Ihr Leitfaden für Tierfotografie.

Erfahren Sie alles über das ceylonhuhn, analysieren Sie ihr Verhalten, bereiten Sie Ihre Aufnahmen vor.

Wo man das ceylonhuhn in seinem natürlichen Lebensraum beobachten und fotografieren kann

Erfahre, wann und wo du das ceylonhuhn in freier Wildbahn beobachten kannst, wie du die Art anhand ihrer typischen Merkmale erkennst und welche Lebensräume sie bevorzugt. Die App WildlifePhotographer bietet dir gezielte Fototipps, die auf das Verhalten von das ceylonhuhn abgestimmt sind – für bessere Aufnahmen in der Natur. In der vollständigen Artbeschreibung findest du alle wichtigen Informationen: Merkmale, Lebensraum, Aktivitätszeiten und Annäherungstechniken.

Ceylonhuhn

Wissenschaftlicher Name: Gallus lafayettii


Ceylonhuhn

Rote-Liste-Status: Nicht gefährdet

Familie: PHASIANIDAE

Gruppe: Vögel

Empfindlichkeit gegenüber Menschen: Misstrauisch

Mindestabstand: 10 m

Balzzeit: Februar bis März

Brutzeit: 20-21 jours

Schlüpfen: Februar bis April


Lebensraum:
Dichte Wälder, bewaldete Gebiete, Unterholz

Aktivitätszeit:
Hauptsächlich tagsüber aktiv, mit Aktivitätshöhepunkten am Morgen und späten Nachmittag.

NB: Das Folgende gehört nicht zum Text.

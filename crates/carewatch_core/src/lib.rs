//! Core of the CareWatch companion: local care cache, paired-device sync,
//! repositories, reminders and screen view-models.
//! This crate owns every care-data invariant; UI shells only render its state.

pub mod cache;
pub mod clock;
pub mod config;
pub mod db;
pub mod logging;
pub mod model;
pub mod notify;
pub mod repo;
pub mod sync;
pub mod viewmodel;

pub use cache::{CacheCounts, CacheError, CacheStore, CacheTable, LiveQuery, UpsertMode};
pub use config::CoreConfig;
pub use logging::{default_log_level, init_logging, logging_status, LoggingError};
pub use model::care_task::{CareTask, Priority, TaskKind, TaskStatus};
pub use model::child::Child;
pub use model::health_check::HealthCheck;
pub use model::meal::Meal;
pub use model::medication::Medication;
pub use model::ValidationError;
pub use repo::{CareRepositories, RepoError, RepoResult};
pub use sync::{
    InMemoryPairingChannel, PairingChannel, SyncError, SyncManager, SyncMessage, SyncRole,
};

/// Minimal health-check API for early integration.
pub fn ping() -> &'static str {
    "pong"
}

/// Returns the core crate version.
pub fn core_version() -> &'static str {
    env!("CARGO_PKG_VERSION")
}
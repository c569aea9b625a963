//! `children` table access.
//!
//! Merge policy: an inbound row replaces the stored one only when its
//! `last_updated` is not older than the stored value. `has_pending_tasks` is
//! always recomputed from the local task rows after a write.

use super::{
    bool_to_int, conflict_clause, int_to_bool, CacheResult, CacheStore, CacheTable, UpsertMode,
    UpsertOutcome,
};
use crate::model::child::Child;
use rusqlite::{params, Connection, OptionalExtension, Row};

const CHILD_SELECT_SQL: &str = "SELECT
    id,
    name,
    age,
    has_pending_tasks,
    is_synced,
    last_updated
FROM children";

const CHILD_MERGE_SQL: &str = "name = excluded.name,
    age = excluded.age,
    has_pending_tasks = excluded.has_pending_tasks,
    is_synced = excluded.is_synced,
    last_updated = excluded.last_updated
 WHERE excluded.last_updated >= children.last_updated";

pub(crate) fn upsert_children(
    conn: &Connection,
    rows: &[Child],
    mode: UpsertMode,
) -> CacheResult<UpsertOutcome> {
    let sql = format!(
        "INSERT INTO children (id, name, age, has_pending_tasks, is_synced, last_updated)
         VALUES (?1, ?2, ?3, ?4, ?5, ?6)
         {};",
        conflict_clause(mode, CHILD_MERGE_SQL)
    );
    let mut stmt = conn.prepare(&sql)?;
    let mut outcome = UpsertOutcome::default();

    for child in rows {
        let changed = stmt.execute(params![
            child.id.as_str(),
            child.name.as_str(),
            i64::from(child.age),
            bool_to_int(child.has_pending_tasks),
            bool_to_int(child.is_synced),
            child.last_updated,
        ])?;
        if changed == 0 {
            outcome.unchanged += 1;
        } else {
            outcome.written += 1;
            refresh_pending_flag(conn, &child.id)?;
        }
    }

    Ok(outcome)
}

pub(crate) fn get_child(conn: &Connection, id: &str) -> CacheResult<Option<Child>> {
    let mut stmt = conn.prepare(&format!("{CHILD_SELECT_SQL} WHERE id = ?1;"))?;
    let row = stmt
        .query_row([id], |row| Ok(parse_child_row(row)))
        .optional()?;
    row.transpose()
}

pub(crate) fn list_children(conn: &Connection) -> CacheResult<Vec<Child>> {
    let mut stmt = conn.prepare(&format!("{CHILD_SELECT_SQL} ORDER BY name ASC, id ASC;"))?;
    let mut rows = stmt.query([])?;
    let mut children = Vec::new();
    while let Some(row) = rows.next()? {
        children.push(parse_child_row(row)?);
    }
    Ok(children)
}

/// Recomputes `has_pending_tasks` from the child's task rows.
///
/// `last_updated` is left alone: it belongs to the host's version of the row
/// and guards merges of later host edits.
pub(crate) fn refresh_pending_flag(conn: &Connection, child_id: &str) -> CacheResult<()> {
    conn.execute(
        "UPDATE children
         SET has_pending_tasks = EXISTS(
            SELECT 1 FROM tasks WHERE tasks.child_id = ?1 AND tasks.status = 'pending'
         )
         WHERE id = ?1;",
        [child_id],
    )?;
    Ok(())
}

fn parse_child_row(row: &Row<'_>) -> CacheResult<Child> {
    let age: i64 = row.get("age")?;
    let age = u32::try_from(age).map_err(|_| {
        super::CacheError::InvalidData(format!("invalid age `{age}` in children.age"))
    })?;

    Ok(Child {
        id: row.get("id")?,
        name: row.get("name")?,
        age,
        has_pending_tasks: int_to_bool(
            "children",
            "has_pending_tasks",
            row.get("has_pending_tasks")?,
        )?,
        is_synced: int_to_bool("children", "is_synced", row.get("is_synced")?)?,
        last_updated: row.get("last_updated")?,
    })
}

impl CacheStore {
    pub fn upsert_children(&self, rows: &[Child], mode: UpsertMode) -> CacheResult<UpsertOutcome> {
        self.write(&[CacheTable::Children], |tx| upsert_children(tx, rows, mode))
    }

    pub fn child(&self, id: &str) -> CacheResult<Option<Child>> {
        self.read(|conn| get_child(conn, id))
    }

    pub fn children(&self) -> CacheResult<Vec<Child>> {
        self.read(list_children)
    }
}
//! `medications` table access.
//!
//! Merge policy: descriptive columns are last-writer-wins; `last_administered`
//! keeps the later of the stored and inbound timestamps.

use super::{
    bool_to_int, child_exists, conflict_clause, int_to_bool, CacheResult, CacheStore, CacheTable,
    UpsertMode, UpsertOutcome,
};
use crate::model::medication::Medication;
use rusqlite::{params, Connection, OptionalExtension, Row};

const MEDICATION_SELECT_SQL: &str = "SELECT
    id,
    child_id,
    name,
    dosage,
    scheduled_time,
    frequency,
    instructions,
    is_critical,
    last_administered
FROM medications";

const MEDICATION_MERGE_SQL: &str = "child_id = excluded.child_id,
    name = excluded.name,
    dosage = excluded.dosage,
    scheduled_time = excluded.scheduled_time,
    frequency = excluded.frequency,
    instructions = excluded.instructions,
    is_critical = excluded.is_critical,
    last_administered = MAX(
        COALESCE(excluded.last_administered, medications.last_administered),
        COALESCE(medications.last_administered, excluded.last_administered)
    )";

pub(crate) fn upsert_medications(
    conn: &Connection,
    rows: &[Medication],
    mode: UpsertMode,
) -> CacheResult<UpsertOutcome> {
    let sql = format!(
        "INSERT INTO medications (
            id, child_id, name, dosage, scheduled_time, frequency, instructions,
            is_critical, last_administered
         ) VALUES (?1, ?2, ?3, ?4, ?5, ?6, ?7, ?8, ?9)
         {};",
        conflict_clause(mode, MEDICATION_MERGE_SQL)
    );
    let mut stmt = conn.prepare(&sql)?;
    let mut outcome = UpsertOutcome::default();

    for medication in rows {
        if !child_exists(conn, &medication.child_id)? {
            outcome.orphaned += 1;
            continue;
        }
        let changed = stmt.execute(params![
            medication.id.as_str(),
            medication.child_id.as_str(),
            medication.name.as_str(),
            medication.dosage.as_str(),
            medication.scheduled_time,
            medication.frequency.as_str(),
            medication.instructions.as_str(),
            bool_to_int(medication.is_critical),
            medication.last_administered,
        ])?;
        if changed == 0 {
            outcome.unchanged += 1;
        } else {
            outcome.written += 1;
        }
    }

    Ok(outcome)
}

pub(crate) fn get_medication(conn: &Connection, id: &str) -> CacheResult<Option<Medication>> {
    let mut stmt = conn.prepare(&format!("{MEDICATION_SELECT_SQL} WHERE id = ?1;"))?;
    let row = stmt
        .query_row([id], |row| Ok(parse_medication_row(row)))
        .optional()?;
    row.transpose()
}

pub(crate) fn list_medications_for_child(
    conn: &Connection,
    child_id: &str,
) -> CacheResult<Vec<Medication>> {
    let mut stmt = conn.prepare(&format!(
        "{MEDICATION_SELECT_SQL} WHERE child_id = ?1 ORDER BY scheduled_time ASC, id ASC;"
    ))?;
    let mut rows = stmt.query([child_id])?;
    let mut medications = Vec::new();
    while let Some(row) = rows.next()? {
        medications.push(parse_medication_row(row)?);
    }
    Ok(medications)
}

pub(crate) fn list_all_medications(conn: &Connection) -> CacheResult<Vec<Medication>> {
    let mut stmt = conn.prepare(&format!("{MEDICATION_SELECT_SQL} ORDER BY id ASC;"))?;
    let mut rows = stmt.query([])?;
    let mut medications = Vec::new();
    while let Some(row) = rows.next()? {
        medications.push(parse_medication_row(row)?);
    }
    Ok(medications)
}

pub(crate) fn set_last_administered(conn: &Connection, id: &str, at_ms: i64) -> CacheResult<usize> {
    Ok(conn.execute(
        "UPDATE medications SET last_administered = ?1 WHERE id = ?2;",
        params![at_ms, id],
    )?)
}

fn parse_medication_row(row: &Row<'_>) -> CacheResult<Medication> {
    Ok(Medication {
        id: row.get("id")?,
        child_id: row.get("child_id")?,
        name: row.get("name")?,
        dosage: row.get("dosage")?,
        scheduled_time: row.get("scheduled_time")?,
        frequency: row.get("frequency")?,
        instructions: row.get("instructions")?,
        is_critical: int_to_bool("medications", "is_critical", row.get("is_critical")?)?,
        last_administered: row.get("last_administered")?,
    })
}

impl CacheStore {
    pub fn upsert_medications(
        &self,
        rows: &[Medication],
        mode: UpsertMode,
    ) -> CacheResult<UpsertOutcome> {
        self.write(&[CacheTable::Medications], |tx| {
            upsert_medications(tx, rows, mode)
        })
    }

    pub fn medication(&self, id: &str) -> CacheResult<Option<Medication>> {
        self.read(|conn| get_medication(conn, id))
    }

    pub fn medications_for_child(&self, child_id: &str) -> CacheResult<Vec<Medication>> {
        self.read(|conn| list_medications_for_child(conn, child_id))
    }
}
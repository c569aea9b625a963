//! Wall-clock helper shared by sync and user actions.

use std::time::{SystemTime, UNIX_EPOCH};

/// Current Unix time in epoch milliseconds. Clamps to 0 if the clock is set
/// before the epoch.
pub fn now_epoch_ms() -> i64 {
    SystemTime::now()
        .duration_since(UNIX_EPOCH)
        .map(|elapsed| i64::try_from(elapsed.as_millis()).unwrap_or(i64::MAX))
        .unwrap_or(0)
}
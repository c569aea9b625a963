//! Meal row.

use super::{require_text, require_timestamp, ValidationError};
use serde::{Deserialize, Serialize};

#[derive(Debug, Clone, PartialEq, Eq, Serialize, Deserialize)]
#[serde(rename_all = "camelCase")]
pub struct Meal {
    pub id: String,
    pub child_id: String,
    pub meal_type: String,
    pub scheduled_time: i64,
    #[serde(default)]
    pub dietary_restrictions: String,
    #[serde(default)]
    pub allergies: String,
    #[serde(default)]
    pub last_served: Option<i64>,
}

impl Meal {
    pub fn validate(&self) -> Result<(), ValidationError> {
        require_text("meal", "id", &self.id)?;
        require_text("meal", "child_id", &self.child_id)?;
        require_text("meal", "meal_type", &self.meal_type)?;
        require_timestamp("meal", "scheduled_time", self.scheduled_time)
    }

    /// Whether the meal lists any allergy the caretaker must check.
    pub fn has_allergies(&self) -> bool {
        !self.allergies.trim().is_empty()
    }
}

Bestimmung und Beschreibung:
Das Ceylonhuhn, Gallus lafayettii, ist eine Fasanenart, die endemisch in Sri Lanka vorkommt. Es ist bekannt für sein lebhaftes Gefieder in Rot-, Orange- und Gelbtönen und einen leuchtend roten Kamm. Männchen haben einen langen, gebogenen Schwanz, während Weibchen mit bräunlichem Gefieder dezenter sind. Diese Vögel bevorzugen dichte Wälder und bewaldete Gebiete, wo sie sich von Samen, Insekten und kleinen Wirbellosen ernähren. Obwohl sie hauptsächlich am Boden leben, können sie kurze Strecken fliegen, um Raubtieren zu entkommen. Ihr markanter Ruf ist oft bei Sonnenaufgang und -untergang zu hören.

Empfohlenes Objektiv:
400 mm – je nach Distanz, gewünschter Bildwirkung (Porträt oder Lebensraum) und Annäherungsbedingungen anpassen.

Fototipps:
Um das Ceylonhuhn zu fotografieren, empfiehlt es sich, ein Teleobjektiv von mindestens 400 mm zu verwenden, um detaillierte Bilder aufzunehmen, ohne den Vogel zu stören. Suchen Sie nach Bereichen, in denen sie früh morgens oder spät nachmittags fressen. Seien Sie geduldig und diskret, da diese Vögel misstrauisch sein können. Verwenden Sie ein Stativ, um Ihre Kamera zu stabilisieren, und passen Sie die Einstellungen für schwache Lichtverhältnisse unter dem dichten Blätterdach an.

Vom Wissen zur Praxis im Gelände

Ein Artenporträt hilft, eine Art besser zu verstehen. Im Gelände liegt die Herausforderung oft woanders. Sich an die eigenen Beobachtungen zu erinnern.

Die App WildlifePhotographer ermöglicht es Ihnen:

• Ihre eigenen Beobachtungen zu erfassen
• Orte, Daten und Verhaltensweisen zu notieren
• Ihre Geländereferenzen über die Zeit wiederzufinden
• ein privates und dauerhaftes Feldtagebuch aufzubauen

Die App liefert keine Beobachtungsorte.
Sie hilft Ihnen, das zu strukturieren, was Sie tatsächlich beobachten – mit Respekt vor der Tierwelt.